When he began, he had no formal training as a cook. He learned on the job, without any family culinary tradition to draw on.

He pays attention to the crew’s tastes and tries to cater for them. He knows that the quality of the food is very important for seafarers who are subject to demanding tasks and working hours. He quotes a master he once heard say: “Rows begin in the kitchen.”

He has a good relationship with the 25 members of the crew, from the top of the hierarchy to the bottom. The officers are Greek, and the crew are Filipino. He says that there is a pleasant atmosphere on board.

He wakes up at 5 a.m. and begins baking bread at 6 a.m. His duty ends after dinner, between 5 p.m. and 6 p.m.; then comes the cleaning.

He is currently on a nine-month contract followed by one month off. His previous contract was harder: one year on board followed by three months off. His aim is to work as much as possible, as quickly as possible, in order to raise the money needed to buy a house and pay for his children’s education. In the meantime, his wife looks after them, sometimes with the help of a paid nanny.

When he reaches his goal, he will rejoin his family. He then plans to live a simple life with a job that brings in only what is necessary. His philosophy is that the more you earn, the more you want to earn, to the detriment of well-being. His future job will probably be in catering.

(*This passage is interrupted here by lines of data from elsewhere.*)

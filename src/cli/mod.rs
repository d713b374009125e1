//! Command-line interface for depsync.
//!
//! Two commands cover the tool's whole surface:
//!
//! - `depsync sync [paths...]` - bring BUILD files in line with the source
//!   imports, rewriting files in place (`--dry-run` to preview).
//! - `depsync check [paths...]` - read-only drift detection for CI, with a
//!   machine-readable `--format json` mode.
//!
//! Path arguments accept directories, files, build labels and `...`
//! wildcards; with no arguments the whole workspace is processed.
//!
//! # Exit codes
//!
//! | Code | Meaning |
//! |------|---------|
//! | 0 | clean |
//! | 1 | drift found (`check`) or some directories failed (`sync`) |
//! | 2 | configuration error, nothing was touched |

mod check;
pub mod common;
mod sync;

use anyhow::Result;
use clap::{Parser, Subcommand};
use std::path::PathBuf;

/// Top-level CLI definition.
#[derive(Parser)]
#[command(
    name = "depsync",
    about = "Keep BUILD files in sync with the imports of a Go workspace",
    version
)]
pub struct Cli {
    #[command(subcommand)]
    command: Commands,

    /// Enable debug output.
    #[arg(short, long, global = true, conflicts_with = "quiet")]
    verbose: bool,

    /// Suppress everything except errors.
    #[arg(short, long, global = true)]
    quiet: bool,

    /// Workspace root; discovered from the current directory when omitted.
    #[arg(long, global = true, value_name = "DIR")]
    root: Option<PathBuf>,

    /// Disable the progress bar.
    #[arg(long, global = true)]
    no_progress: bool,

    /// Number of directories to process concurrently.
    #[arg(short, long, global = true, value_name = "N")]
    jobs: Option<usize>,
}

/// Global flags shared by every command.
#[derive(Debug, Clone)]
pub struct GlobalOptions {
    /// Explicit workspace root, when given.
    pub root: Option<PathBuf>,
    pub quiet: bool,
    pub no_progress: bool,
    pub jobs: Option<usize>,
}

#[derive(Subcommand)]
enum Commands {
    /// Rewrite BUILD files to match the source imports.
    Sync(sync::SyncCommand),

    /// Report BUILD files that are out of sync, without writing.
    Check(check::CheckCommand),
}

impl Cli {
    /// Executes the parsed command and returns the process exit code.
    ///
    /// # Errors
    ///
    /// Propagates configuration and I/O errors; per-directory problems are
    /// handled inside the commands and reflected in the exit code instead.
    pub async fn execute(self) -> Result<i32> {
        init_logging(self.verbose, self.quiet);
        let global = GlobalOptions {
            root: self.root.clone(),
            quiet: self.quiet,
            no_progress: self.no_progress,
            jobs: self.jobs,
        };
        match self.command {
            Commands::Sync(cmd) => cmd.execute(&global).await,
            Commands::Check(cmd) => cmd.execute(&global).await,
        }
    }
}

/// Initializes the tracing subscriber. `RUST_LOG` wins when set; otherwise
/// the verbosity flags pick the default filter.
fn init_logging(verbose: bool, quiet: bool) {
    use tracing_subscriber::EnvFilter;

    let default_filter = if verbose {
        "depsync=debug"
    } else if quiet {
        "error"
    } else {
        "depsync=warn"
    };
    let filter =
        EnvFilter::try_from_default_env().unwrap_or_else(|_| EnvFilter::new(default_filter));
    let _ = tracing_subscriber::fmt()
        .with_env_filter(filter)
        .with_writer(std::io::stderr)
        .try_init();
}

#[cfg(test)]
mod tests {
    use super::*;

    #[test]
    fn test_cli_parses_sync() {
        let cli = Cli::try_parse_from(["depsync", "sync", "pkg/...", "--dry-run"]).unwrap();
        assert!(matches!(cli.command, Commands::Sync(_)));
    }

    #[test]
    fn test_cli_parses_check_with_globals() {
        let cli =
            Cli::try_parse_from(["depsync", "--quiet", "-j", "4", "check", "--format", "json"])
                .unwrap();
        assert!(cli.quiet);
        assert_eq!(cli.jobs, Some(4));
        assert!(matches!(cli.command, Commands::Check(_)));
    }

    #[test]
    fn test_verbose_conflicts_with_quiet() {
        assert!(Cli::try_parse_from(["depsync", "-v", "-q", "sync"]).is_err());
    }
}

He communicates daily on the internet with his wife and children. It is costly, but it leaves him feeling less tired and able to go to sleep reassured.

He gets great satisfaction from a warm social life with the crew: outings into town, trips to the cinema and so on.

However, what makes him dream is walking down the gangway on the day he heads to the airport to go home. The worst thing is, of course, the reverse journey, which is harder to bear than the dangers of the sea or the difficulties of his work when the ship’s stability is threatened in bad weather.

As our interview draws to a close, he asks me about his appearance, for he looks younger than he is and has sometimes found it difficult to be recognised as the chief cook.